Look through the data below and, wherever a line carries the word "Helm", please copy that line.

++++ Working data ++++

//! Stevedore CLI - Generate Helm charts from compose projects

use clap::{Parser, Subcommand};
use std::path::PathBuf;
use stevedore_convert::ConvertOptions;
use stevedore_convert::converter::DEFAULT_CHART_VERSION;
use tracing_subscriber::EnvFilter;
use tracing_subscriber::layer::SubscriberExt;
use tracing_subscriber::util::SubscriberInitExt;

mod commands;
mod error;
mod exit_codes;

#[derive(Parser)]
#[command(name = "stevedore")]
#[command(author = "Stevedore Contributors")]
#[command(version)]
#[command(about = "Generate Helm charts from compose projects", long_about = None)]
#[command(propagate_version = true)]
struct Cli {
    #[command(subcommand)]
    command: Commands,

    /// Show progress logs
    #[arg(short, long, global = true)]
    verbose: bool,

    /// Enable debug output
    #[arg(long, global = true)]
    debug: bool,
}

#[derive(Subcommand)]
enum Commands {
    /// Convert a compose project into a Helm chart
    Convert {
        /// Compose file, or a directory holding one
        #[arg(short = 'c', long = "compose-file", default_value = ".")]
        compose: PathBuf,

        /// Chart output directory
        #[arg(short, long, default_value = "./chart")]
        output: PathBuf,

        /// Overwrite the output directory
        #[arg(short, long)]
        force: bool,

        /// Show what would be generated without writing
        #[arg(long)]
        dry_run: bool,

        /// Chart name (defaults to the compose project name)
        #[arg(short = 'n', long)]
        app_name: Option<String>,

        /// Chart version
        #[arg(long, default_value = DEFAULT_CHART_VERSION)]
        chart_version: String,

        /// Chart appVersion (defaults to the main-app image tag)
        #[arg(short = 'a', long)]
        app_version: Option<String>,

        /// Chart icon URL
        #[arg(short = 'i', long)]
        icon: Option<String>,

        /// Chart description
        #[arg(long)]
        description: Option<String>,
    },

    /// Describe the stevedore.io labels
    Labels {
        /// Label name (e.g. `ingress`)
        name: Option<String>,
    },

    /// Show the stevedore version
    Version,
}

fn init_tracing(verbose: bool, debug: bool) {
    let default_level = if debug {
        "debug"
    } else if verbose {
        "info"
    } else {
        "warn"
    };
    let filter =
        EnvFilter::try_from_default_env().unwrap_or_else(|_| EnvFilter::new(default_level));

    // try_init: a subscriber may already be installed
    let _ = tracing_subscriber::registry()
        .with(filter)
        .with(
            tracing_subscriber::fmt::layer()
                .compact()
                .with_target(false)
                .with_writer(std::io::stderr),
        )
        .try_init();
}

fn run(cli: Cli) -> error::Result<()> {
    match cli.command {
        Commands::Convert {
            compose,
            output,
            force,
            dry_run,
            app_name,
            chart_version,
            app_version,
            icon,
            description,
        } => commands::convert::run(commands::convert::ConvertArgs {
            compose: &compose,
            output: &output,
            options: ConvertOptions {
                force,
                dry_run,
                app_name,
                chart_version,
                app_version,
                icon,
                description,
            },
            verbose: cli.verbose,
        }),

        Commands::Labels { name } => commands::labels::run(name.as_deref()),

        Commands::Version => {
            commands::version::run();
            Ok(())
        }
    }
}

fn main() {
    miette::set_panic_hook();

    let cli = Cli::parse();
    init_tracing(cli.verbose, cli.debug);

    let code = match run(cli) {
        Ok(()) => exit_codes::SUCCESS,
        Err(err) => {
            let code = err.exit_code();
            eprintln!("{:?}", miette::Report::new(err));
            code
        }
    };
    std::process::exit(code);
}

++++

_Worked solution_.
//! Stevedore CLI - Generate Helm charts from compose projects
#[command(about = "Generate Helm charts from compose projects", long_about = None)]
    /// Convert a compose project into a Helm chart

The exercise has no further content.